For each line in the records, produce an exact copy.

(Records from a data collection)

▬▬▬

/// Subnet drill-down: internal devices settle inside a group box, neighbours from outside the
/// subnet are pinned on an arc around it.
async fn subnet(
    diagram: &Diagram,
    source_key: LayerKey,
    node: &Node,
    subnet: &str,
) -> Result<LayerKey> {
    focus_source(diagram, source_key, node).await;

    let fetch = diagram.source().fetch(&Query::Subnet(subnet.to_string()));
    let name = subnet.to_string();
    let payload = async move { Ok(data::subnet_payload(&name, fetch.await?)) }.boxed_local();
    let options = PushOptions {
        delay: Duration::ZERO,
        fade_duration: SUBNET_FADE_DURATION,
    };
    let key = layers::push(diagram, &node.name, LayerKind::Subnet, payload, options).await?;

    let area = {
        let mut guard = diagram.state_mut();
        let state = &mut *guard;
        let settings = &state.settings;
        let layer = state
            .layers
            .get_mut(key)
            .ok_or_else(|| DiagramError::UnknownLayer(node.name.clone()))?;

        let mut simulations = SimulationPair::new(!layer.groups.is_empty());
        grouping::setup(&mut simulations, settings.grouping);
        layer.simulations = Some(simulations);
        if let Some(record) =
            state
                .persistence
                .load_layout(&state.store, settings.layout.as_ref(), &layer.id)
        {
            let restored = record.apply(&mut layer.nodes, &mut layer.groups);
            log::debug!("restored {restored} fixed positions on {}", layer.id);
        }
        grouping::derive_all(layer, settings.group_padding);

        let internal = layer
            .nodes
            .iter()
            .filter(|node| !node.external)
            .map(|node| node.pos);
        let Some(geometry) = grouping::derive_geometry(internal, settings.group_padding) else {
            log::warn!("subnet {subnet} has no internal devices");
            return Ok(key);
        };
        let radius = layer.viewport.size.x.max(layer.viewport.size.y) + DRILL_DOWN_RADIUS_MARGIN;
        pin_externals(layer, geometry.center(), radius);

        layer.settle(settings, SUBNET_SETTLE_TICKS);
        grouping::derive_all(layer, settings.group_padding);
        state.surface.update_positions(layer);
        state.surface.update_groups(layer);

        let internal = layer
            .nodes
            .iter()
            .filter(|node| !node.external)
            .map(|node| node.pos);
        grouping::derive_geometry(internal, settings.group_padding)
            .map_or(geometry.rect, |geometry| geometry.rect)
    };

    viewport::focus_on_area(diagram, key, area, FOCUS_DURATION).await;

    let mut guard = diagram.state_mut();
    let state = &mut *guard;
    if let Some(layer) = state.layers.get_mut(key) {
        layer.viewport.restrict_to_visible();
        let entry_zoom = layer.viewport.transform.k;
        layer
            .viewport
            .set_scale_extent(entry_zoom, state.settings.max_zoom_in);
    }
    Ok(key)
}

▬▬▬

Answer box:
/// Subnet drill-down: internal devices settle inside a group box, neighbours from outside the
/// subnet are pinned on an arc around it.
async fn subnet(
    diagram: &Diagram,
    source_key: LayerKey,
    node: &Node,
    subnet: &str,
) -> Result<LayerKey> {
    focus_source(diagram, source_key, node).await;

    let fetch = diagram.source().fetch(&Query::Subnet(subnet.to_string()));
    let name = subnet.to_string();
    let payload = async move { Ok(data::subnet_payload(&name, fetch.await?)) }.boxed_local();
    let options = PushOptions {
        delay: Duration::ZERO,
        fade_duration: SUBNET_FADE_DURATION,
    };
    let key = layers::push(diagram, &node.name, LayerKind::Subnet, payload, options).await?;

    let area = {
        let mut guard = diagram.state_mut();
        let state = &mut *guard;
        let settings = &state.settings;
        let layer = state
            .layers
            .get_mut(key)
            .ok_or_else(|| DiagramError::UnknownLayer(node.name.clone()))?;

        let mut simulations = SimulationPair::new(!layer.groups.is_empty());
        grouping::setup(&mut simulations, settings.grouping);
        layer.simulations = Some(simulations);
        if let Some(record) =
            state
                .persistence
                .load_layout(&state.store, settings.layout.as_ref(), &layer.id)
        {
            let restored = record.apply(&mut layer.nodes, &mut layer.groups);
            log::debug!("restored {restored} fixed positions on {}", layer.id);
        }
        grouping::derive_all(layer, settings.group_padding);

        let internal = layer
            .nodes
            .iter()
            .filter(|node| !node.external)
            .map(|node| node.pos);
        let Some(geometry) = grouping::derive_geometry(internal, settings.group_padding) else {
            log::warn!("subnet {subnet} has no internal devices");
            return Ok(key);
        };
        let radius = layer.viewport.size.x.max(layer.viewport.size.y) + DRILL_DOWN_RADIUS_MARGIN;
        pin_externals(layer, geometry.center(), radius);

        layer.settle(settings, SUBNET_SETTLE_TICKS);
        grouping::derive_all(layer, settings.group_padding);
        state.surface.update_positions(layer);
        state.surface.update_groups(layer);

        let internal = layer
            .nodes
            .iter()
            .filter(|node| !node.external)
            .map(|node| node.pos);
        grouping::derive_geometry(internal, settings.group_padding)
            .map_or(geometry.rect, |geometry| geometry.rect)
    };

    viewport::focus_on_area(diagram, key, area, FOCUS_DURATION).await;

    let mut guard = diagram.state_mut();
    let state = &mut *guard;
    if let Some(layer) = state.layers.get_mut(key) {
        layer.viewport.restrict_to_visible();
        let entry_zoom = layer.viewport.transform.k;
        layer
            .viewport
            .set_scale_extent(entry_zoom, state.settings.max_zoom_in);
    }
    Ok(key)
}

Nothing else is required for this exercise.